Auf einer Dringlichkeitssitzung am Donnerstag in New York sollen sich die 15 Mitglieder des Gremiums in den Kampf gegen die Seuche einschalten. Der Uno-Koordinator für den Kampf gegen die Ebola, David Nabarro, erwartet, dass während der Sitzung weitere Länder Hilfszusagen für die Krisenregion machen werden. Insgesamt wird eine Milliarde Dollar benötigt. Der Rat soll demonstrieren, dass die Krisenländer nicht alleine stehen.
Befürchtet wird, dass die Seuche die mühsam erreichten Fortschritte in der Region zunichte machen und lange Krisen heraufbeschwören könnte, die in bewaffnete Konflikte umschlagen. Normalerweise soll der Uno-Rat nur dann eingreifen, wenn der Frieden und die internationale Sicherheit in Gefahr geraten. „Ich muss nicht erwähnen, wie ungewöhnlich eine Debatte des Sicherheitsrates zu einer Gesundheitskrise ist“, sagte die US-Botschafterin bei den Vereinten Nationen, Samantha Power.
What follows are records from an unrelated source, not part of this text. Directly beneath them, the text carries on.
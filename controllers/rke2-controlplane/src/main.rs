//! RKE2 Control Plane Controller
//!
//! Cluster API control plane provider for RKE2. Periodically checks the
//! workload cluster's control plane nodes and publishes:
//! - per Machine `AgentHealthy` and `EtcdMemberHealthy` conditions
//! - the RKE2ControlPlane roll-up conditions, replica counts and the server
//!   addresses new nodes join through

mod controller;
mod error;
mod reconciler;
mod watcher;

#[cfg(test)]
mod reconciler_test;
#[cfg(test)]
mod test_utils;

use std::env;
use std::net::SocketAddr;
use std::str::FromStr;
use std::time::Duration;

use controller::{Controller, Settings};
use tracing::info;
use tracing_subscriber::EnvFilter;

use crate::error::ControllerError;

const DEFAULT_CONCURRENCY: u16 = 3;
const DEFAULT_PROBE_ADDRESS: &str = "0.0.0.0:8080";
const DEFAULT_HEALTH_CHECK_INTERVAL_SECONDS: u64 = 30;

/// Parse an optional environment variable, rejecting unparsable values
fn env_or<T: FromStr>(name: &str, default: T) -> Result<T, ControllerError>
where
    T::Err: std::fmt::Display,
{
    match env::var(name) {
        Ok(value) => value
            .parse::<T>()
            .map_err(|e| ControllerError::InvalidConfig(format!("{} {:?}: {}", name, value, e))),
        Err(_) => Ok(default),
    }
}

fn settings_from_env() -> Result<Settings, ControllerError> {
    let namespace = env::var("WATCH_NAMESPACE").ok().filter(|ns| !ns.is_empty());

    let concurrency = env_or("CONTROLLER_CONCURRENCY", DEFAULT_CONCURRENCY)?;
    if concurrency == 0 {
        return Err(ControllerError::InvalidConfig(
            "CONTROLLER_CONCURRENCY must be positive".to_string(),
        ));
    }

    let interval = env_or("HEALTH_CHECK_INTERVAL_SECONDS", DEFAULT_HEALTH_CHECK_INTERVAL_SECONDS)?;
    if interval == 0 {
        return Err(ControllerError::InvalidConfig(
            "HEALTH_CHECK_INTERVAL_SECONDS must be positive".to_string(),
        ));
    }

    let probe_address = match env::var("PROBE_BIND_ADDRESS") {
        Ok(value) => value
            .parse::<SocketAddr>()
            .map_err(|e| ControllerError::InvalidConfig(format!("PROBE_BIND_ADDRESS {:?}: {}", value, e)))?,
        Err(_) => DEFAULT_PROBE_ADDRESS
            .parse()
            .map_err(|e| ControllerError::InvalidConfig(format!("default probe address: {}", e)))?,
    };

    Ok(Settings {
        namespace,
        concurrency,
        probe_address,
        health_check_interval: Duration::from_secs(interval),
    })
}

#[tokio::main]
async fn main() -> Result<(), ControllerError> {
    tracing_subscriber::fmt()
        .with_env_filter(EnvFilter::try_from_default_env().unwrap_or_else(|_| EnvFilter::new("info")))
        .init();

    // kube's rustls client needs a process-wide crypto provider
    if rustls::crypto::ring::default_provider().install_default().is_err() {
        info!("rustls crypto provider already installed");
    }

    info!("Starting RKE2 control plane controller");

    let settings = settings_from_env()?;
    info!("Configuration:");
    info!("  Namespace: {}", settings.namespace.as_deref().unwrap_or("all namespaces"));
    info!("  Concurrency: {}", settings.concurrency);
    info!("  Probe address: {}", settings.probe_address);
    info!("  Health check interval: {:?}", settings.health_check_interval);

    let controller = Controller::new(settings).await?;
    controller.run().await?;

    Ok(())
}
Experten rechnen mit bis zu 280.000 Fällen
Die Situation in Westafrika, insbesondere in Liberia und Sierra Leone, ist verzweifelt. Bisher wurden nach dem letzten Stand bereits 4784 Ebola-Infizierte registriert, 2400 sind gestorben. Und die Zahlen steigen exponentiell, warnte die WHO in der vergangenen Woche. Die Schätzung, dass sich während der Epidemie 20.000 Menschen anstecken könnten, ist wahrscheinlich viel zu vorsichtig. Wenn sie nicht bald mit Macht eingedämmt wird, müsse man bis Ende 2014 mit mehr als 77.000, im schlimmsten Szenario mit fast 280.000 Fällen rechnen, schreiben Hiroshi Nishiura von der Universität Tokio und Gerardo Chowell von den Nationalen Gesundheitsinstituten der USA im Fachblatt „Eurosurveillance“. Experten rechnen damit, dass die Epidemie noch 12 bis 18 Monate dauern wird.
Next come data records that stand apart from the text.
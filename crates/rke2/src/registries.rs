//! Private registry configuration (`registries.yaml`)
//!
//! Credentials and TLS material are resolved from the Secrets referenced by
//! the RKE2Config; TLS material is written next to registries.yaml and
//! referenced by path.

use std::collections::BTreeMap;

use cluster_client::ClusterClientTrait;
use crds::{File, ObjectReference, Registry};
use serde::Serialize;

use crate::error::Rke2Error;
use crate::{DEFAULT_FILE_OWNER, DEFAULT_FILE_PERMISSIONS, secret_data};

pub const DEFAULT_RKE2_REGISTRIES_LOCATION: &str = "/etc/rancher/rke2/registries.yaml";
pub const REGISTRY_TLS_DIR: &str = "/etc/rancher/rke2/tls";

const USERNAME_KEY: &str = "username";
const PASSWORD_KEY: &str = "password";
const CA_CERT_KEY: &str = "ca.crt";
const CERT_KEY: &str = "tls.crt";
const KEY_KEY: &str = "tls.key";

#[derive(Debug, Clone, Default, Serialize, PartialEq)]
pub struct RegistriesYaml {
    #[serde(skip_serializing_if = "BTreeMap::is_empty")]
    pub mirrors: BTreeMap<String, MirrorYaml>,
    #[serde(skip_serializing_if = "BTreeMap::is_empty")]
    pub configs: BTreeMap<String, RegistryConfigYaml>,
}

#[derive(Debug, Clone, Default, Serialize, PartialEq)]
pub struct MirrorYaml {
    #[serde(skip_serializing_if = "Vec::is_empty")]
    pub endpoint: Vec<String>,
    #[serde(skip_serializing_if = "BTreeMap::is_empty")]
    pub rewrite: BTreeMap<String, String>,
}

#[derive(Debug, Clone, Default, Serialize, PartialEq)]
pub struct RegistryConfigYaml {
    #[serde(skip_serializing_if = "Option::is_none")]
    pub auth: Option<AuthYaml>,
    #[serde(skip_serializing_if = "Option::is_none")]
    pub tls: Option<TlsYaml>,
}

#[derive(Debug, Clone, Default, Serialize, PartialEq)]
pub struct AuthYaml {
    pub username: String,
    pub password: String,
}

#[derive(Debug, Clone, Default, Serialize, PartialEq)]
pub struct TlsYaml {
    #[serde(skip_serializing_if = "Option::is_none")]
    pub ca_file: Option<String>,
    #[serde(skip_serializing_if = "Option::is_none")]
    pub cert_file: Option<String>,
    #[serde(skip_serializing_if = "Option::is_none")]
    pub key_file: Option<String>,
    pub insecure_skip_verify: bool,
}

/// Render registries.yaml and the TLS files it references
///
/// Returns no files for an empty registry configuration. TLS files come
/// first, registries.yaml last.
pub async fn registry_files(
    client: &dyn ClusterClientTrait,
    registry: &Registry,
    namespace: &str,
) -> Result<Vec<File>, Rke2Error> {
    if registry.is_empty() {
        return Ok(Vec::new());
    }

    let mut rendered = RegistriesYaml {
        mirrors: registry
            .mirrors
            .iter()
            .map(|(name, mirror)| {
                (
                    name.clone(),
                    MirrorYaml {
                        endpoint: mirror.endpoint.clone(),
                        rewrite: mirror.rewrite.clone(),
                    },
                )
            })
            .collect(),
        configs: BTreeMap::new(),
    };

    let mut files = Vec::new();
    for (name, config) in &registry.configs {
        let mut entry = RegistryConfigYaml::default();

        if let Some(reference) = config.auth_secret.as_ref().filter(|r| !r.is_empty()) {
            let values = read_keys(client, reference, namespace, &[USERNAME_KEY, PASSWORD_KEY]).await?;
            entry.auth = Some(AuthYaml {
                username: values[0].clone(),
                password: values[1].clone(),
            });
        }

        if let Some(tls) = &config.tls {
            let mut tls_yaml = TlsYaml {
                insecure_skip_verify: tls.insecure_skip_verify,
                ..Default::default()
            };
            if let Some(reference) = tls.tls_config_secret.as_ref().filter(|r| !r.is_empty()) {
                let values = read_keys(client, reference, namespace, &[CA_CERT_KEY, CERT_KEY, KEY_KEY]).await?;
                let dir = format!("{}/{}", REGISTRY_TLS_DIR, name);
                let paths = [
                    format!("{}/{}", dir, CA_CERT_KEY),
                    format!("{}/{}", dir, CERT_KEY),
                    format!("{}/{}", dir, KEY_KEY),
                ];
                for (path, content) in paths.iter().zip(values) {
                    files.push(File {
                        path: path.clone(),
                        content,
                        owner: Some(DEFAULT_FILE_OWNER.to_string()),
                        permissions: Some(DEFAULT_FILE_PERMISSIONS.to_string()),
                        ..Default::default()
                    });
                }
                let [ca_file, cert_file, key_file] = paths;
                tls_yaml.ca_file = Some(ca_file);
                tls_yaml.cert_file = Some(cert_file);
                tls_yaml.key_file = Some(key_file);
            }
            entry.tls = Some(tls_yaml);
        }

        rendered.configs.insert(name.clone(), entry);
    }

    files.push(File {
        path: DEFAULT_RKE2_REGISTRIES_LOCATION.to_string(),
        content: serde_yaml::to_string(&rendered)?,
        owner: Some(DEFAULT_FILE_OWNER.to_string()),
        permissions: Some(DEFAULT_FILE_PERMISSIONS.to_string()),
        ..Default::default()
    });
    Ok(files)
}

async fn read_keys(
    client: &dyn ClusterClientTrait,
    reference: &ObjectReference,
    namespace: &str,
    keys: &[&str],
) -> Result<Vec<String>, Rke2Error> {
    let ns = reference.namespace_or(namespace);
    let secret = client.get_secret(ns, &reference.name).await?;
    keys.iter()
        .map(|key| {
            secret_data(&secret, key).ok_or_else(|| {
                Rke2Error::MissingData(format!("Secret {}/{} has no {} key", ns, reference.name, key))
            })
        })
        .collect()
}

#[cfg(test)]
mod tests {
    use super::*;
    use cluster_client::MockClusterClient;
    use crds::{Mirror, RegistryConfig, RegistryTlsConfig};
    use k8s_openapi::ByteString;
    use k8s_openapi::api::core::v1::Secret;
    use k8s_openapi::apimachinery::pkg::apis::meta::v1::ObjectMeta;

    fn secret(name: &str, data: &[(&str, &str)]) -> Secret {
        Secret {
            metadata: ObjectMeta {
                name: Some(name.to_string()),
                namespace: Some("default".to_string()),
                ..Default::default()
            },
            data: Some(
                data.iter()
                    .map(|(k, v)| (k.to_string(), ByteString(v.as_bytes().to_vec())))
                    .collect(),
            ),
            ..Default::default()
        }
    }

    fn registry() -> Registry {
        Registry {
            mirrors: BTreeMap::from([(
                "docker.io".to_string(),
                Mirror {
                    endpoint: vec!["https://mirror.local".to_string()],
                    ..Default::default()
                },
            )]),
            configs: BTreeMap::from([(
                "mirror.local".to_string(),
                RegistryConfig {
                    auth_secret: Some(ObjectReference::new("Secret", "registry-auth")),
                    tls: Some(RegistryTlsConfig {
                        tls_config_secret: Some(ObjectReference::new("Secret", "registry-tls")),
                        insecure_skip_verify: false,
                    }),
                },
            )]),
        }
    }

    #[tokio::test]
    async fn test_empty_registry_writes_nothing() {
        let client = MockClusterClient::new();
        let files = registry_files(&client, &Registry::default(), "default").await.expect("renders");
        assert!(files.is_empty());
    }

    #[tokio::test]
    async fn test_registry_with_auth_and_tls() {
        let client = MockClusterClient::new();
        client.add_secret(secret("registry-auth", &[("username", "admin"), ("password", "hunter2")]));
        client.add_secret(secret(
            "registry-tls",
            &[("ca.crt", "CA"), ("tls.crt", "CERT"), ("tls.key", "KEY")],
        ));

        let files = registry_files(&client, &registry(), "default").await.expect("renders");

        let paths: Vec<_> = files.iter().map(|f| f.path.as_str()).collect();
        assert_eq!(
            paths,
            vec![
                "/etc/rancher/rke2/tls/mirror.local/ca.crt",
                "/etc/rancher/rke2/tls/mirror.local/tls.crt",
                "/etc/rancher/rke2/tls/mirror.local/tls.key",
                DEFAULT_RKE2_REGISTRIES_LOCATION,
            ]
        );
        assert_eq!(files[0].content, "CA");

        let yaml = &files[3].content;
        assert!(yaml.contains("https://mirror.local"));
        assert!(yaml.contains("username: admin"));
        assert!(yaml.contains("password: hunter2"));
        assert!(yaml.contains("ca_file: /etc/rancher/rke2/tls/mirror.local/ca.crt"));
    }

    #[tokio::test]
    async fn test_missing_credential_key_is_an_error() {
        let client = MockClusterClient::new();
        client.add_secret(secret("registry-auth", &[("username", "admin")]));
        client.add_secret(secret(
            "registry-tls",
            &[("ca.crt", "CA"), ("tls.crt", "CERT"), ("tls.key", "KEY")],
        ));

        let err = registry_files(&client, &registry(), "default").await.unwrap_err();
        assert!(matches!(err, Rke2Error::MissingData(msg) if msg.contains("password")));
    }
}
„Um dieses Feuer zu löschen, müssen wir in das brennende Gebäude rennen“, betonte Joanne Liu, die Präsidentin von Ärzte ohne Grenzen. Die Hilfsorganisation baue inzwischen Krematorien statt neuer Behandlungszentren, jeden Tag müssen die Ärzte Dutzende Kranke wegschicken und ihrem Schicksal überlassen.
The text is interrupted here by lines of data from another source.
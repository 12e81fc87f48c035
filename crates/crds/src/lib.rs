//! RKE2 bootstrap CRD Definitions
//!
//! Custom Resource Definitions for the RKE2 bootstrap and control plane
//! controllers, the subset of Cluster API types they read, and the condition
//! helpers shared by all of them.

pub mod capi;
pub mod conditions;
pub mod references;
pub mod rke2_config;
pub mod rke2_control_plane;

pub use capi::*;
pub use conditions::{Condition, ConditionSeverity, ConditionStatus, Conditioned};
pub use references::*;
pub use rke2_config::*;
pub use rke2_control_plane::*;
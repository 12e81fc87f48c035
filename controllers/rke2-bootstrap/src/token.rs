//! Cluster join token
//!
//! One token per cluster, stored in Secret `<cluster>-token` under `value`.
//! The init path creates it; join paths only read it. An existing token is
//! never replaced, so every node of a cluster presents the same value. A
//! Secret left without a value is filled in place.

use std::collections::BTreeMap;

use base64::Engine;
use base64::engine::general_purpose::URL_SAFE_NO_PAD;
use cluster_client::ClusterClientTrait;
use crds::{CLUSTER_NAME_LABEL, CLUSTER_SECRET_TYPE, Cluster};
use k8s_openapi::ByteString;
use k8s_openapi::api::core::v1::Secret;
use k8s_openapi::apimachinery::pkg::apis::meta::v1::ObjectMeta;
use kube::{Resource, ResourceExt};
use rand::RngCore;
use rke2::secret_data;
use tracing::{debug, info};

use crate::error::ControllerError;

pub const TOKEN_KEY: &str = "value";
const TOKEN_BYTES: usize = 16;

pub fn token_secret_name(cluster_name: &str) -> String {
    format!("{}-token", cluster_name)
}

/// 16 random bytes, URL-safe base64 without padding
pub fn generate_token() -> String {
    let mut bytes = [0u8; TOKEN_BYTES];
    rand::rng().fill_bytes(&mut bytes);
    URL_SAFE_NO_PAD.encode(bytes)
}

/// Return the cluster token, creating it when it does not exist yet
///
/// A concurrent creator wins; its value is read back and returned. A token
/// Secret without a value is filled in place.
pub async fn ensure_token(client: &dyn ClusterClientTrait, cluster: &Cluster) -> Result<String, ControllerError> {
    let namespace = cluster.namespace().unwrap_or_default();
    let cluster_name = cluster.name_any();
    let name = token_secret_name(&cluster_name);

    match client.get_secret(&namespace, &name).await {
        Ok(secret) if secret_data(&secret, TOKEN_KEY).is_some_and(|v| !v.is_empty()) => {
            return token_value(&secret, &namespace, &name);
        }
        Ok(secret) => return repair_token(client, secret, &namespace, &name).await,
        Err(e) if e.is_not_found() => {}
        Err(e) => return Err(e.into()),
    }

    let token = generate_token();
    let secret = Secret {
        metadata: ObjectMeta {
            name: Some(name.clone()),
            namespace: Some(namespace.clone()),
            labels: Some(BTreeMap::from([(CLUSTER_NAME_LABEL.to_string(), cluster_name.clone())])),
            owner_references: cluster.controller_owner_ref(&()).map(|o| vec![o]),
            ..Default::default()
        },
        type_: Some(CLUSTER_SECRET_TYPE.to_string()),
        data: Some(BTreeMap::from([(
            TOKEN_KEY.to_string(),
            ByteString(token.clone().into_bytes()),
        )])),
        ..Default::default()
    };

    match client.create_secret(&secret).await {
        Ok(_) => {
            info!("Created token secret {}/{}", namespace, name);
            Ok(token)
        }
        Err(e) if e.is_already_exists() => {
            debug!("Token secret {}/{} created concurrently, re-reading", namespace, name);
            lookup_token(client, &namespace, &cluster_name).await
        }
        Err(e) => Err(e.into()),
    }
}

/// Write a fresh token into an existing Secret that carries none
///
/// The update is guarded by the Secret's resourceVersion, so a concurrent
/// repair surfaces as a conflict and the next attempt reads the winner.
async fn repair_token(
    client: &dyn ClusterClientTrait,
    mut secret: Secret,
    namespace: &str,
    name: &str,
) -> Result<String, ControllerError> {
    let token = generate_token();
    secret
        .data
        .get_or_insert_with(BTreeMap::new)
        .insert(TOKEN_KEY.to_string(), ByteString(token.clone().into_bytes()));
    client.update_secret(&secret).await?;
    info!("Filled empty token secret {}/{}", namespace, name);
    Ok(token)
}

/// Read the token of an initialized cluster
pub async fn lookup_token(
    client: &dyn ClusterClientTrait,
    namespace: &str,
    cluster_name: &str,
) -> Result<String, ControllerError> {
    let name = token_secret_name(cluster_name);
    match client.get_secret(namespace, &name).await {
        Ok(secret) => token_value(&secret, namespace, &name),
        Err(e) if e.is_not_found() => Err(ControllerError::MissingToken(format!(
            "secret {}/{} not found",
            namespace, name
        ))),
        Err(e) => Err(e.into()),
    }
}

fn token_value(secret: &Secret, namespace: &str, name: &str) -> Result<String, ControllerError> {
    secret_data(secret, TOKEN_KEY)
        .filter(|value| !value.is_empty())
        .ok_or_else(|| ControllerError::MissingToken(format!("secret {}/{} has no {} key", namespace, name, TOKEN_KEY)))
}
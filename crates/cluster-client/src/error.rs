//! Cluster client errors

use thiserror::Error;

/// Errors returned by management and workload cluster clients
///
/// `NotFound`, `AlreadyExists` and `Conflict` are split out of the generic
/// API error so callers can treat them as expected outcomes.
#[derive(Debug, Error)]
pub enum ClientError {
    /// Any other Kubernetes API or transport error
    #[error("Kubernetes API error: {0}")]
    Kube(#[from] kube::Error),

    /// Object does not exist
    #[error("Not found: {0}")]
    NotFound(String),

    /// Create raced with another writer
    #[error("Already exists: {0}")]
    AlreadyExists(String),

    /// Write carried a stale resourceVersion
    #[error("Conflict: {0}")]
    Conflict(String),

    /// JSON serialization/deserialization error
    #[error("Serialization error: {0}")]
    Serialization(#[from] serde_json::Error),

    /// Workload cluster kubeconfig missing or unusable
    #[error("Kubeconfig error: {0}")]
    Kubeconfig(String),

    /// Object is missing data the client needs (e.g. metadata.name)
    #[error("Invalid object: {0}")]
    InvalidObject(String),
}

impl ClientError {
    /// Classify a kube error for the object described by `what`
    pub fn from_kube(err: kube::Error, what: impl Into<String>) -> Self {
        match err {
            kube::Error::Api(ae) if ae.code == 404 => ClientError::NotFound(what.into()),
            kube::Error::Api(ae) if ae.code == 409 && ae.reason == "AlreadyExists" => {
                ClientError::AlreadyExists(what.into())
            }
            kube::Error::Api(ae) if ae.code == 409 => ClientError::Conflict(format!("{}: {}", what.into(), ae.message)),
            other => ClientError::Kube(other),
        }
    }

    pub fn is_not_found(&self) -> bool {
        matches!(self, ClientError::NotFound(_))
    }

    pub fn is_already_exists(&self) -> bool {
        matches!(self, ClientError::AlreadyExists(_))
    }

    pub fn is_conflict(&self) -> bool {
        matches!(self, ClientError::Conflict(_))
    }
}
Die Ebola-Epidemie sei wie ein Krieg. Sie fordere Menschenleben, zerstöre Nachbarschaften, verbreite Panik. Man könne ihn nur mit gut geschultem Personal gewinnen, das eine entsprechende logistische Unterstützung wie zum Beispiel eine Luftbrücke hat – zivil oder militärisch.
Private Hilfsorganisationen schaffen es nicht alleine
Private Hilfsorganisationen wie Ärzte ohne Grenzen könnten das schlicht nicht leisten. Ein 22-Millionen-Dollar teures Militärkrankenhaus mit gerade 25 Betten, das die USA bereits zugesagt hatte, mache für die Epidemie keinen Unterschied. Liberias Präsidentin Ellen Johnson Sirleaf wandte sich mit einem Brief an Obama. Allein Monrovia brauche 1500 Betten für Ebola-Kranke, außerdem zehn Behandlungszentren im Rest des Landes. Sie bat um eine Luftbrücke für Material, Lebensmittel und Helfer, weil nur noch zwei von elf Fluggesellschaften ihr Land anfliegen.